We had a thoughtful set of questions from a follower on another platform today, so we thought it worth sharing them, together with our answers:
In summary, our posts are described as ‘odd’, with a six-fold enquiry:
1. “What does it mean that they ‘still exist’?”
2. “County boundaries have changed a lot over the centuries”
3. “They serve no purpose now”
4. “People don’t identify with them”
5. “New counties made more sense.”
It’s a fair question – but it rests on a couple of assumptions that don’t quite hold:
1. What does it mean that they “still exist”?
Not administratively – geographically.
Historic counties are named, bounded areas of the country that have been used consistently for centuries in mapping, law, and record-keeping.
Administration has been layered over them and changed many times, but the underlying geography hasn’t been replaced – it’s just often ignored or incorrectly labelled.
That’s the sense in which they “still exist”: 👉 as the enduring geographic framework of Britain, which is what they have *always* been.
2. “They’ve changed a lot”
Not in the way modern administrative areas do. Yes, there were tiny detached parts and tidying adjustments, but the counties themselves were largely stable for centuries before modern local government.
The changes you’re referring to were mostly about simplifying boundaries, not redefining the counties wholesale. That’s very different from the complete redraws we’ve seen with councils since 1888, 1974, 1996, etc.
3. “They serve no purpose now”
They serve a different purpose – and the purpose they have *always* had:
A stable reference geography (which is why bodies like the Office for National Statistics still recognise them as such – and recommend them as they are “essentially unchanged since the Middle Ages”).
3.1. Clarity – separating geography from administration avoids places being described inconsistently
3.2 Continuity – they allow places to be related across time despite changing administrative systems That’s not nostalgia – it’s basic coherence.
4. “People don’t identify with them”
Some do, some don’t – just like with any layer of place.
Yorkshire, Lancashire, Devon, Kent, etc. still have very strong recognition.
In places where administration has changed more radically (e.g. parts of Greater London or the West Midlands), usage is naturally less common – but that reflects recent administrative change, not the absence of an underlying county.
Crucially, this isn’t about telling anyone what they should feel. It’s about not overwriting one layer of geography with another.
5. “New counties made more sense”
For administration, sometimes – that’s exactly the point, but they are ‘council areas’ not counties. No one is arguing against practical administrative units.

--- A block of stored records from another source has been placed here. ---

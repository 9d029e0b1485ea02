//! # Order Commands
//!
//! Building and submitting an order, then looking orders up afterwards.
//!
//! ## Order Entry
//! ```text
//! shopkeep order new --item OIL-1:2 --item TEA-3@4.50 --discount 5 \
//!                    --debt 80 --customer "Ali"
//!
//!   --item CODE[:QTY][@PRICE]     one cart line; PRICE overrides the
//!                                 selling price for that line
//!        │
//!        ▼
//!   DraftState (cart + discount + debt + customer)
//!        │
//!        ├── --dry-run ──► OrderPreview (totals, payment status, margin)
//!        │
//!        ▼
//!   checkout saga ──► ReceiptDto (order, items, payment, failed steps)
//! ```

use std::str::FromStr;

use serde::Serialize;
use tracing::{debug, info};

use crate::commands::product::find_by_code;
use crate::error::ApiError;
use crate::state::{AppConfig, DbState, DraftState};
use shopkeep_core::report::outstanding_balance;
use shopkeep_core::{
    validation, Money, Order, OrderDraft, OrderItem, OrderStatus, PaymentRecord, PaymentStatus,
    ValidationError,
};
use shopkeep_db::{FailedStep, SubmissionReceipt};

// =============================================================================
// Arguments
// =============================================================================

/// One `--item` argument.
#[derive(Debug, Clone, PartialEq, Eq)]
pub struct ItemSpec {
    pub code: String,
    pub quantity: i64,
    pub price: Option<Money>,
}

impl FromStr for ItemSpec {
    type Err = ValidationError;

    /// `CODE`, `CODE:QTY`, `CODE@PRICE` or `CODE:QTY@PRICE`.
    fn from_str(s: &str) -> Result<Self, Self::Err> {
        let (head, price) = match s.split_once('@') {
            Some((head, price)) => (head, Some(price.parse::<Money>()?)),
            None => (s, None),
        };

        let (code, quantity) = match head.split_once(':') {
            Some((code, qty)) => {
                let qty = qty.trim().parse::<i64>().map_err(|_| ValidationError::InvalidFormat {
                    field: "quantity".to_string(),
                    reason: format!("'{qty}' is not a whole number"),
                })?;
                (code, qty)
            }
            None => (head, 1),
        };

        let code = code.trim().to_string();
        validation::validate_product_code(&code)?;
        validation::validate_line_quantity(quantity)?;

        Ok(ItemSpec { code, quantity, price })
    }
}

#[derive(Debug, Clone, Default)]
pub struct NewOrderArgs {
    pub items: Vec<ItemSpec>,
    pub customer: Option<String>,
    pub discount: Option<Money>,
    pub debt: Option<Money>,
}

// =============================================================================
// Responses
// =============================================================================

#[derive(Debug, Clone, Serialize)]
#[serde(rename_all = "camelCase")]
pub struct LinePreview {
    pub code: String,
    pub name: String,
    pub quantity: i64,
    pub unit_price_cents: i64,
    pub amount_cents: i64,
    /// Markdown against the selling price; negative when marked up.
    pub discount_cents: i64,
    pub marked_down: bool,
}

#[derive(Debug, Clone, Serialize)]
#[serde(rename_all = "camelCase")]
pub struct OrderPreview {
    pub lines: Vec<LinePreview>,
    pub cart_amount_cents: i64,
    pub order_discount_cents: i64,
    pub total_discount_cents: i64,
    pub final_amount_cents: i64,
    pub final_profit_cents: i64,
    /// Basis points, present only when there is profit to show.
    pub margin_bps: Option<i64>,
    pub debt_cents: i64,
    pub paid_cents: i64,
    pub payment_status: PaymentStatus,
    pub customer_name: Option<String>,
}

impl From<&OrderDraft> for OrderPreview {
    fn from(draft: &OrderDraft) -> Self {
        let totals = draft.totals();
        let terms = draft.payment_terms();
        let customer = draft.customer_name().trim();

        OrderPreview {
            lines: draft
                .cart()
                .lines()
                .map(|line| LinePreview {
                    code: line.product.code.clone(),
                    name: line.product.name.clone(),
                    quantity: line.quantity,
                    unit_price_cents: line.effective_price().cents(),
                    amount_cents: line.amount().cents(),
                    discount_cents: line.discount().cents(),
                    marked_down: line.is_marked_down(),
                })
                .collect(),
            cart_amount_cents: totals.cart.amount.cents(),
            order_discount_cents: totals.order_discount.cents(),
            total_discount_cents: totals.total_discount.cents(),
            final_amount_cents: totals.final_amount.cents(),
            final_profit_cents: totals.final_profit.cents(),
            margin_bps: totals.display_margin_bps(),
            debt_cents: draft.debt_amount().cents(),
            paid_cents: terms.paid_amount.cents(),
            payment_status: terms.status,
            customer_name: (!customer.is_empty()).then(|| customer.to_string()),
        }
    }
}

#[derive(Debug, Clone, Serialize)]
#[serde(rename_all = "camelCase")]
pub struct ReceiptDto {
    pub order: Order,
    pub items: Vec<OrderItem>,
    pub payment: Option<PaymentRecord>,
    pub failed_steps: Vec<FailedStep>,
}

impl From<SubmissionReceipt> for ReceiptDto {
    fn from(r: SubmissionReceipt) -> Self {
        ReceiptDto {
            order: r.order,
            items: r.items,
            payment: r.payment,
            failed_steps: r.failed_steps,
        }
    }
}

#[derive(Debug, Clone, Serialize)]
#[serde(rename_all = "camelCase")]
pub struct OrderDetail {
    pub order: Order,
    pub items: Vec<OrderItem>,
    pub payments: Vec<PaymentRecord>,
    pub outstanding_cents: i64,
}

/// What `order new` produced.
#[derive(Debug, Clone, Serialize)]
#[serde(tag = "kind", rename_all = "snake_case")]
pub enum OrderOutcome {
    Preview(OrderPreview),
    Submitted(ReceiptDto),
}

// =============================================================================
// Commands
// =============================================================================

/// Loads the arguments into a fresh draft.
///
/// Lines are added through the cart, so each one is checked against the
/// stock the product had when it was looked up.
pub async fn build_draft(db: &DbState, draft: &DraftState, args: &NewOrderArgs) -> Result<(), ApiError> {
    draft.with_draft_mut(OrderDraft::reset);

    for spec in &args.items {
        let product = find_by_code(db, &spec.code).await?;
        debug!(code = %product.code, quantity = spec.quantity, "Adding line");

        draft.with_draft_mut(|d| -> Result<(), ApiError> {
            d.cart_mut().add_line(&product)?;
            if spec.quantity > 1 {
                d.cart_mut().change_quantity(&product.id, spec.quantity - 1)?;
            }
            if let Some(price) = spec.price {
                d.begin_price_edit(&product.id)?;
                d.commit_price_edit(&product.id, price)?;
            }
            Ok(())
        })?;
    }

    draft.with_draft_mut(|d| {
        if let Some(customer) = &args.customer {
            d.set_customer_name(customer.clone());
        }
        if let Some(discount) = args.discount {
            d.set_order_discount(discount);
        }
        if let Some(debt) = args.debt {
            d.set_debt_amount(debt);
        }
    });

    Ok(())
}

pub async fn new_order(
    db: &DbState,
    draft: &DraftState,
    config: &AppConfig,
    args: &NewOrderArgs,
    dry_run: bool,
) -> Result<OrderOutcome, ApiError> {
    build_draft(db, draft, args).await?;

    if dry_run {
        return draft.with_draft(|d| {
            d.validate()?;
            Ok(OrderOutcome::Preview(OrderPreview::from(d)))
        });
    }

    let receipt = draft.submit(db.inner(), config.checkout_policy).await?;
    info!(
        order_number = receipt.order.order_number,
        complete = receipt.is_complete(),
        "new_order command"
    );
    Ok(OrderOutcome::Submitted(receipt.into()))
}

pub async fn list_orders(db: &DbState, status: Option<OrderStatus>) -> Result<Vec<Order>, ApiError> {
    Ok(db.inner().orders().list(status).await?)
}

async fn find_by_number(db: &DbState, number: i64) -> Result<Order, ApiError> {
    db.inner()
        .orders()
        .get_by_number(number)
        .await?
        .ok_or_else(|| ApiError::not_found("Order", &format!("#{number}")))
}

pub async fn show_order(db: &DbState, number: i64) -> Result<OrderDetail, ApiError> {
    let order = find_by_number(db, number).await?;
    let items = db.inner().orders().items(&order.id).await?;
    let payments = db.inner().payments().for_order(&order.id).await?;
    let outstanding = outstanding_balance(&order, &payments);

    Ok(OrderDetail {
        outstanding_cents: outstanding.cents(),
        order,
        items,
        payments,
    })
}

pub async fn set_order_status(db: &DbState, number: i64, status: OrderStatus) -> Result<Order, ApiError> {
    let order = find_by_number(db, number).await?;
    let updated = db.inner().orders().update_status(&order.id, status).await?;
    info!(order_number = number, status = %status, "Order status changed");
    Ok(updated)
}

#[cfg(test)]
mod tests {
    use super::*;
    use crate::commands::product::{add_product, NewProductArgs};
    use crate::error::ErrorCode;
    use shopkeep_db::CheckoutPolicy;

    async fn shop() -> DbState {
        let db = DbState::in_memory().await.unwrap();
        for (code, qty) in [("OIL-1", 5), ("TEA-1", 10)] {
            add_product(
                &db,
                NewProductArgs {
                    name: format!("{code} name"),
                    code: code.to_string(),
                    purchase_price_cents: 6000,
                    selling_price_cents: 10000,
                    quantity: qty,
                    ..NewProductArgs::default()
                },
            )
            .await
            .unwrap();
        }
        db
    }

    fn item(s: &str) -> ItemSpec {
        s.parse().unwrap()
    }

    #[test]
    fn test_item_spec_forms() {
        assert_eq!(
            item("OIL-1"),
            ItemSpec { code: "OIL-1".to_string(), quantity: 1, price: None }
        );
        assert_eq!(item("OIL-1:3").quantity, 3);
        assert_eq!(item("OIL-1@95.5").price, Some(Money::from_cents(9550)));

        let full = item("OIL-1:2@90");
        assert_eq!(full.quantity, 2);
        assert_eq!(full.price, Some(Money::from_cents(9000)));
    }

    #[test]
    fn test_item_spec_rejects_bad_input() {
        assert!("OIL-1:0".parse::<ItemSpec>().is_err());
        assert!("OIL-1:two".parse::<ItemSpec>().is_err());
        assert!("OIL-1@abc".parse::<ItemSpec>().is_err());
        assert!(":2".parse::<ItemSpec>().is_err());
        assert!("OIL-1:2@92233720368547758.07".parse::<ItemSpec>().is_err());
    }

    #[tokio::test]
    async fn test_extreme_negative_discount_is_rejected() {
        let db = shop().await;
        let draft = DraftState::new();
        let args = NewOrderArgs {
            items: vec![item("OIL-1")],
            discount: Some(Money::from_cents(i64::MIN)),
            ..NewOrderArgs::default()
        };

        for dry_run in [true, false] {
            let err = new_order(&db, &draft, &AppConfig::default(), &args, dry_run)
                .await
                .unwrap_err();
            assert_eq!(err.code, ErrorCode::ValidationError);
            assert_eq!(err.message, "Discount cannot be negative");
        }
        assert!(db.inner().orders().list(None).await.unwrap().is_empty());
    }

    #[tokio::test]
    async fn test_dry_run_preview_writes_nothing() {
        let db = shop().await;
        let draft = DraftState::new();
        let args = NewOrderArgs {
            items: vec![item("OIL-1:2"), item("TEA-1@80")],
            discount: Some(Money::from_cents(1000)),
            ..NewOrderArgs::default()
        };

        let outcome = new_order(&db, &draft, &AppConfig::default(), &args, true).await.unwrap();

        let OrderOutcome::Preview(preview) = outcome else {
            panic!("expected a preview");
        };
        assert_eq!(preview.cart_amount_cents, 28000);
        assert_eq!(preview.final_amount_cents, 27000);
        assert_eq!(preview.total_discount_cents, 3000);
        assert_eq!(preview.payment_status, PaymentStatus::Paid);
        assert!(preview.lines[1].marked_down);
        assert!(db.inner().orders().list(None).await.unwrap().is_empty());
    }

    #[tokio::test]
    async fn test_submit_and_show() {
        let db = shop().await;
        let draft = DraftState::new();
        let args = NewOrderArgs {
            items: vec![item("OIL-1:2")],
            customer: Some(" Ali ".to_string()),
            debt: Some(Money::from_cents(8000)),
            ..NewOrderArgs::default()
        };

        let outcome = new_order(&db, &draft, &AppConfig::default(), &args, false).await.unwrap();
        let OrderOutcome::Submitted(receipt) = outcome else {
            panic!("expected a submission");
        };
        assert_eq!(receipt.order.customer_name.as_deref(), Some("Ali"));
        assert_eq!(receipt.order.payment_status, PaymentStatus::PartiallyPaid);

        let detail = show_order(&db, receipt.order.order_number).await.unwrap();
        assert_eq!(detail.items.len(), 1);
        assert_eq!(detail.payments.len(), 1);
        assert_eq!(detail.outstanding_cents, 8000);

        let oil = find_by_code(&db, "OIL-1").await.unwrap();
        assert_eq!(oil.quantity, 3);
    }

    #[tokio::test]
    async fn test_quantity_beyond_stock_is_refused() {
        let db = shop().await;
        let draft = DraftState::new();
        let args = NewOrderArgs {
            items: vec![item("OIL-1:6")],
            ..NewOrderArgs::default()
        };

        let err = new_order(&db, &draft, &AppConfig::default(), &args, false).await.unwrap_err();
        assert_eq!(err.code, ErrorCode::InsufficientStock);
    }

    #[tokio::test]
    async fn test_debt_without_customer() {
        let db = shop().await;
        let draft = DraftState::new();
        let args = NewOrderArgs {
            items: vec![item("TEA-1")],
            debt: Some(Money::from_cents(100)),
            ..NewOrderArgs::default()
        };
        let config = AppConfig {
            checkout_policy: CheckoutPolicy::Compensate,
            ..AppConfig::default()
        };

        let err = new_order(&db, &draft, &config, &args, false).await.unwrap_err();
        assert_eq!(err.code, ErrorCode::ValidationError);
        assert_eq!(err.message, "Customer name is required when the order carries debt");
    }

    #[tokio::test]
    async fn test_status_change_and_filter() {
        let db = shop().await;
        let draft = DraftState::new();
        let args = NewOrderArgs {
            items: vec![item("TEA-1")],
            ..NewOrderArgs::default()
        };
        new_order(&db, &draft, &AppConfig::default(), &args, false).await.unwrap();

        let updated = set_order_status(&db, 1, OrderStatus::Returned).await.unwrap();
        assert_eq!(updated.status, OrderStatus::Returned);
        assert!(list_orders(&db, Some(OrderStatus::Completed)).await.unwrap().is_empty());
        assert_eq!(list_orders(&db, Some(OrderStatus::Returned)).await.unwrap().len(), 1);

        let err = set_order_status(&db, 99, OrderStatus::Cancelled).await.unwrap_err();
        assert_eq!(err.code, ErrorCode::NotFound);
    }
}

The argument is: 👉 Don’t treat administrative areas as if they are the counties Avon or Humberside can be useful administrative constructs – but they don’t replace the historic counties any more than a council boundary replaces a river or a coastline.
6. “Why not hundreds, wapentakes, Mercia?”
Because those aren’t comparable.
Hundreds and wapentakes are subdivisions within counties, not the primary framework. They still exist, but it’s the larger counties that have been more important over the centuries as official territorial divisions.
Mercia was a kingdom, not the later territorial structure used across the country. Historic counties are the level that endured and became the standard geographic reference.
The core point: This isn’t about nostalgia or rolling anything back.
It’s about keeping two things clear:
- Counties = geography (long-standing, stable)
- Administration = systems that change
Once you separate those, the “oddness” disappears – you’re just recognising that the map has layers, and they don’t all change at the same time.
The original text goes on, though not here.